----- Data in this exercise
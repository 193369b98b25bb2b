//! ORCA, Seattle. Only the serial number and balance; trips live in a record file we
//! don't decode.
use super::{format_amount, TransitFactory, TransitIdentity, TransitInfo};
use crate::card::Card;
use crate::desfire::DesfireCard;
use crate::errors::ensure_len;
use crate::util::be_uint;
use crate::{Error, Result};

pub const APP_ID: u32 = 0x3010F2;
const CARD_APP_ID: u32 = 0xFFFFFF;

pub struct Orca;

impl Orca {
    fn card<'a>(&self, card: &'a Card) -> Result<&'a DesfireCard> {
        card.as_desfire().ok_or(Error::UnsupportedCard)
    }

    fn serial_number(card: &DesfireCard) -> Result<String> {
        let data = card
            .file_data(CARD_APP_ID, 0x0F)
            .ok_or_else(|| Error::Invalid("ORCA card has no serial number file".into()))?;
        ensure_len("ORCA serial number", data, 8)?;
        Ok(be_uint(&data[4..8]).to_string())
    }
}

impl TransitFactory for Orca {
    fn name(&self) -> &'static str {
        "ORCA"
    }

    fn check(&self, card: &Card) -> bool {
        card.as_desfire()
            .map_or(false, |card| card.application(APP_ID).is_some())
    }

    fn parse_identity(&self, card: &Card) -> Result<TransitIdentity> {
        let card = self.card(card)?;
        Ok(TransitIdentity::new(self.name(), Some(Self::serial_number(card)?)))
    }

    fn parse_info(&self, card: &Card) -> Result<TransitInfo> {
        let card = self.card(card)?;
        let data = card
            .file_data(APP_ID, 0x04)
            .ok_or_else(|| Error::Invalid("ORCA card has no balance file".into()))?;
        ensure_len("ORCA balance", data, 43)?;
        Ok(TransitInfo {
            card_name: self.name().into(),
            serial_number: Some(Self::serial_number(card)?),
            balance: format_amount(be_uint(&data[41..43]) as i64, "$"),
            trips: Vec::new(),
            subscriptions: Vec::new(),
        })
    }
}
----------
# What is required
Please retype the whole of the material above exactly.

# Response
repository 193369b98b25bb2b
//! ORCA, Seattle. Only the serial number and balance; trips live in a record file we
//! don't decode.
use super::{format_amount, TransitFactory, TransitIdentity, TransitInfo};
use crate::card::Card;
use crate::desfire::DesfireCard;
use crate::errors::ensure_len;
use crate::util::be_uint;
use crate::{Error, Result};

pub const APP_ID: u32 = 0x3010F2;
const CARD_APP_ID: u32 = 0xFFFFFF;

pub struct Orca;

impl Orca {
    fn card<'a>(&self, card: &'a Card) -> Result<&'a DesfireCard> {
        card.as_desfire().ok_or(Error::UnsupportedCard)
    }

    fn serial_number(card: &DesfireCard) -> Result<String> {
        let data = card
            .file_data(CARD_APP_ID, 0x0F)
            .ok_or_else(|| Error::Invalid("ORCA card has no serial number file".into()))?;
        ensure_len("ORCA serial number", data, 8)?;
        Ok(be_uint(&data[4..8]).to_string())
    }
}

impl TransitFactory for Orca {
    fn name(&self) -> &'static str {
        "ORCA"
    }

    fn check(&self, card: &Card) -> bool {
        card.as_desfire()
            .map_or(false, |card| card.application(APP_ID).is_some())
    }

    fn parse_identity(&self, card: &Card) -> Result<TransitIdentity> {
        let card = self.card(card)?;
        Ok(TransitIdentity::new(self.name(), Some(Self::serial_number(card)?)))
    }

    fn parse_info(&self, card: &Card) -> Result<TransitInfo> {
        let card = self.card(card)?;
        let data = card
            .file_data(APP_ID, 0x04)
            .ok_or_else(|| Error::Invalid("ORCA card has no balance file".into()))?;
        ensure_len("ORCA balance", data, 43)?;
        Ok(TransitInfo {
            card_name: self.name().into(),
            serial_number: Some(Self::serial_number(card)?),
            balance: format_amount(be_uint(&data[41..43]) as i64, "$"),
            trips: Vec::new(),
            subscriptions: Vec::new(),
        })
    }
}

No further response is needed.